Prompt:
Show only those lines of the entries where the string "Display" is found.

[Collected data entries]
########

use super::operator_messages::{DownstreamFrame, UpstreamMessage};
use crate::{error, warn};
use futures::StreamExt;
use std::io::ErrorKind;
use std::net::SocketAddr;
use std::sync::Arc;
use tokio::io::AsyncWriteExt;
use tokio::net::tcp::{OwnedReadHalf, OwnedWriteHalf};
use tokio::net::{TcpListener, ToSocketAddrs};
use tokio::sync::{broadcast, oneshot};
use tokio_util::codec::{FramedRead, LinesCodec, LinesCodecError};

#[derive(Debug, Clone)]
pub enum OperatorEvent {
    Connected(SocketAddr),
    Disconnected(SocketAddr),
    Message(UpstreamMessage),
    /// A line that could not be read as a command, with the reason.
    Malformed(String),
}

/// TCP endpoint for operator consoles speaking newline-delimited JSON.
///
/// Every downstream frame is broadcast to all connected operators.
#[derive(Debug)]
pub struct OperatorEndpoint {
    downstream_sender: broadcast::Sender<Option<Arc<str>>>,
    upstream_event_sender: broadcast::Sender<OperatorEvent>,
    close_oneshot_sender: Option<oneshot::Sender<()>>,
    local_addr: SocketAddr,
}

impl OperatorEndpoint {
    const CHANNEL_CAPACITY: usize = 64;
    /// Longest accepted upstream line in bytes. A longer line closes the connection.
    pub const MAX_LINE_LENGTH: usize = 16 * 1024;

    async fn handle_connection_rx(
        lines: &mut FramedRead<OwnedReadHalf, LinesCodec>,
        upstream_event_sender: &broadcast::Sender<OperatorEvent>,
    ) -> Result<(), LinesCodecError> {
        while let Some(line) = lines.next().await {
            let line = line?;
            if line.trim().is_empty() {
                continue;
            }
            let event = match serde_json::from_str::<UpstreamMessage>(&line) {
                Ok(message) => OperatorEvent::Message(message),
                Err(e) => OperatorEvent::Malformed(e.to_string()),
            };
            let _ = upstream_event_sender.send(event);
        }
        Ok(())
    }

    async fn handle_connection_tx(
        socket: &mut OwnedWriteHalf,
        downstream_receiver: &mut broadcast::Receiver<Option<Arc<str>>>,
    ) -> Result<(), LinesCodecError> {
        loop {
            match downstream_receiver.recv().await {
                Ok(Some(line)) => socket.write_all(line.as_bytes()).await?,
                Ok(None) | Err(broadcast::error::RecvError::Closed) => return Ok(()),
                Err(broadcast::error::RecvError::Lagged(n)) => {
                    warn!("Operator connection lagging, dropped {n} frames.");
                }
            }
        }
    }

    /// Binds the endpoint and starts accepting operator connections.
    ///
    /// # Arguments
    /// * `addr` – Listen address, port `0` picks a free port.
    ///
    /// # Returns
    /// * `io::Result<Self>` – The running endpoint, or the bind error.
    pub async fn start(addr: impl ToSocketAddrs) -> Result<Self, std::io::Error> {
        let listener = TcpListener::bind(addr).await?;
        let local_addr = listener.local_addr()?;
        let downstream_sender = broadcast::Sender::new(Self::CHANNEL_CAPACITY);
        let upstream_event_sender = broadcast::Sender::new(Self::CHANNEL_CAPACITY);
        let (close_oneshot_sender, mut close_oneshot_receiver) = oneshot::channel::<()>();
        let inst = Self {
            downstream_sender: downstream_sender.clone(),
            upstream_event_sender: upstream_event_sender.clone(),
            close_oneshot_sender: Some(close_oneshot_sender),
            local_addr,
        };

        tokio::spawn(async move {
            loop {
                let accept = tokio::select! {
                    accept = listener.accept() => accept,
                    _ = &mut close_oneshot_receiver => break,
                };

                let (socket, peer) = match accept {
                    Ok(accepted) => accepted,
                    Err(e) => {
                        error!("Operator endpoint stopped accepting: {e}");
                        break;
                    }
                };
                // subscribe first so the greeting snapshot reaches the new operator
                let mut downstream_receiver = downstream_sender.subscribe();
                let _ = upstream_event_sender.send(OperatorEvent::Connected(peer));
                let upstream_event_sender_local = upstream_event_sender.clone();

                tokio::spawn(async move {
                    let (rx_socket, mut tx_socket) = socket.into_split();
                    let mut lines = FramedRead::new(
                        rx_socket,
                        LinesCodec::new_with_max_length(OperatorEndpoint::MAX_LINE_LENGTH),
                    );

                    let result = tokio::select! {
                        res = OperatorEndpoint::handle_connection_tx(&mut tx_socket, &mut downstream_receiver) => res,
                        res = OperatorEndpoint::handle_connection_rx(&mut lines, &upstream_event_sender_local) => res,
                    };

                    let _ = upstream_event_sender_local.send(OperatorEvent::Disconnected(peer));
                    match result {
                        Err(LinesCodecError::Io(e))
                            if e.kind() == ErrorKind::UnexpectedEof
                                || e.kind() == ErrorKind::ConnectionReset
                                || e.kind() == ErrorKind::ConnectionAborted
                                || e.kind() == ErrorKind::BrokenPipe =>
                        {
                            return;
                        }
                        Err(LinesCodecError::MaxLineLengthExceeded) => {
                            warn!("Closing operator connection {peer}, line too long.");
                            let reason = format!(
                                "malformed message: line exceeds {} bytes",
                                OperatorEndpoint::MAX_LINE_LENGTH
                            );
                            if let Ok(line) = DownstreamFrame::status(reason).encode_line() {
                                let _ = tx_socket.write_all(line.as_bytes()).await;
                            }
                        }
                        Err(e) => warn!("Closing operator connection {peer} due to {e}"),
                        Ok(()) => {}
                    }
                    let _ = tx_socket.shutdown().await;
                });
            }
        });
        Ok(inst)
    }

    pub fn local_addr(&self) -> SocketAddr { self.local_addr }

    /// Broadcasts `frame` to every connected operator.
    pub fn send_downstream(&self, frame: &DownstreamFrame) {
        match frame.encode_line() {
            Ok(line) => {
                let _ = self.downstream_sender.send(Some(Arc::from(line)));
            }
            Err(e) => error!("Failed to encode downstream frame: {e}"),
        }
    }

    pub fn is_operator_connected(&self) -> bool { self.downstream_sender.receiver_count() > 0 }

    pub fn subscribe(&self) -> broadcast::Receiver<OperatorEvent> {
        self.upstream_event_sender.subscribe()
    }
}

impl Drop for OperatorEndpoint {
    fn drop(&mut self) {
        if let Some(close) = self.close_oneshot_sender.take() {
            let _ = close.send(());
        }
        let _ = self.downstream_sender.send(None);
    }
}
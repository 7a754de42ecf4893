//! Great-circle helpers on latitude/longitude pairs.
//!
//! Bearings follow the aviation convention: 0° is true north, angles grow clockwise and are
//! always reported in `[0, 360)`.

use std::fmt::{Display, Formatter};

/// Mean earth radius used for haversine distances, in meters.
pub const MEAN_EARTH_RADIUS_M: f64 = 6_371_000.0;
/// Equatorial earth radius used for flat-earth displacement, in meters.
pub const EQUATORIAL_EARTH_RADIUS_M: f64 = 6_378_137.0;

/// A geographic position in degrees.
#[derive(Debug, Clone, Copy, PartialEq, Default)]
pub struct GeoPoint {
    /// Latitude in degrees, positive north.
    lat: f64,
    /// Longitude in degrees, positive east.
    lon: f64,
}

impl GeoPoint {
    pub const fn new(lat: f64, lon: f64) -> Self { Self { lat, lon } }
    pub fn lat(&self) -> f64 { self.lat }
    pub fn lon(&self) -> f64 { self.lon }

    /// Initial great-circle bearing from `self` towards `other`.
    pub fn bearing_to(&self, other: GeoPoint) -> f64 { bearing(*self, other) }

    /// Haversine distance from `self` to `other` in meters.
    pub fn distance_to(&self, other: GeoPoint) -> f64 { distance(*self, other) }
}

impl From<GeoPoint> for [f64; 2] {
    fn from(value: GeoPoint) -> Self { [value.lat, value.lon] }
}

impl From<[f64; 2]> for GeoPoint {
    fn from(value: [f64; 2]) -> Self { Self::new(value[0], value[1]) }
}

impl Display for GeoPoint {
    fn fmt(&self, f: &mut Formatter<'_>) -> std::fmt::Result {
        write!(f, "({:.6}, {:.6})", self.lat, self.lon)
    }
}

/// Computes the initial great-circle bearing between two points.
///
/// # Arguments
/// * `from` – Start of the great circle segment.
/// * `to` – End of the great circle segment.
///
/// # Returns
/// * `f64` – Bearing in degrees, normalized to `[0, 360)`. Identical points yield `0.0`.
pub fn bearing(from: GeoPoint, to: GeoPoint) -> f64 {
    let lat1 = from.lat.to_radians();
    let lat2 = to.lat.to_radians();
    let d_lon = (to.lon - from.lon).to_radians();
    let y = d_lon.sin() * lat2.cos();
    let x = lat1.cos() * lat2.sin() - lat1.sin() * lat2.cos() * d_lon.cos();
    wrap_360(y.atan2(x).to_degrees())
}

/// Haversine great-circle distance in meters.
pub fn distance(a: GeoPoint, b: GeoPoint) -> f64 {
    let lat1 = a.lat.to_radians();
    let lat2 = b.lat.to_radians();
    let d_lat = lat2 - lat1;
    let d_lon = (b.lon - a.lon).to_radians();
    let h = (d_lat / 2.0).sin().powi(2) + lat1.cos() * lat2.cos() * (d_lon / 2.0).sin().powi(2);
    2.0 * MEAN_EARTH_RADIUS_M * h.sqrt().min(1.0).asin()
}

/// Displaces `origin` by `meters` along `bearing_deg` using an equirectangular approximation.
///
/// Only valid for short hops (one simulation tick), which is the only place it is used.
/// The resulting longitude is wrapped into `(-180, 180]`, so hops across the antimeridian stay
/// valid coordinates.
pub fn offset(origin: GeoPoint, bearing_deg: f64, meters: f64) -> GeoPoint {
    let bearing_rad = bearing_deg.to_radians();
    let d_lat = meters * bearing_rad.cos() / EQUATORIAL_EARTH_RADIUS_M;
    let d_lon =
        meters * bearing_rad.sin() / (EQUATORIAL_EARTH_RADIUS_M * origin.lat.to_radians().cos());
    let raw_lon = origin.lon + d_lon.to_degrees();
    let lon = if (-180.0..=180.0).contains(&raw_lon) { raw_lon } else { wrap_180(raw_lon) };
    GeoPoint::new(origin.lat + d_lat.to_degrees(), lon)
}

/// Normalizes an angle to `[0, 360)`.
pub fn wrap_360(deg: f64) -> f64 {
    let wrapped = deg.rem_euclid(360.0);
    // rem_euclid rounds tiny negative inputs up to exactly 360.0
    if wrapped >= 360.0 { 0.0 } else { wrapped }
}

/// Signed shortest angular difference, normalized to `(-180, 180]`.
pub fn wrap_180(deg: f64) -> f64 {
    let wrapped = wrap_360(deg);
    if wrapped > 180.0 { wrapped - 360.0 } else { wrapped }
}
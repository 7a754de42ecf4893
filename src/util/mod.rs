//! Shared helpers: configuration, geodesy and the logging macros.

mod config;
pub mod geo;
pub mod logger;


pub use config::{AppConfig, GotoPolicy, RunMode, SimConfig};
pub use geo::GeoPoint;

########

Result of the task:
use std::fmt::{Display, Formatter};
impl Display for GeoPoint {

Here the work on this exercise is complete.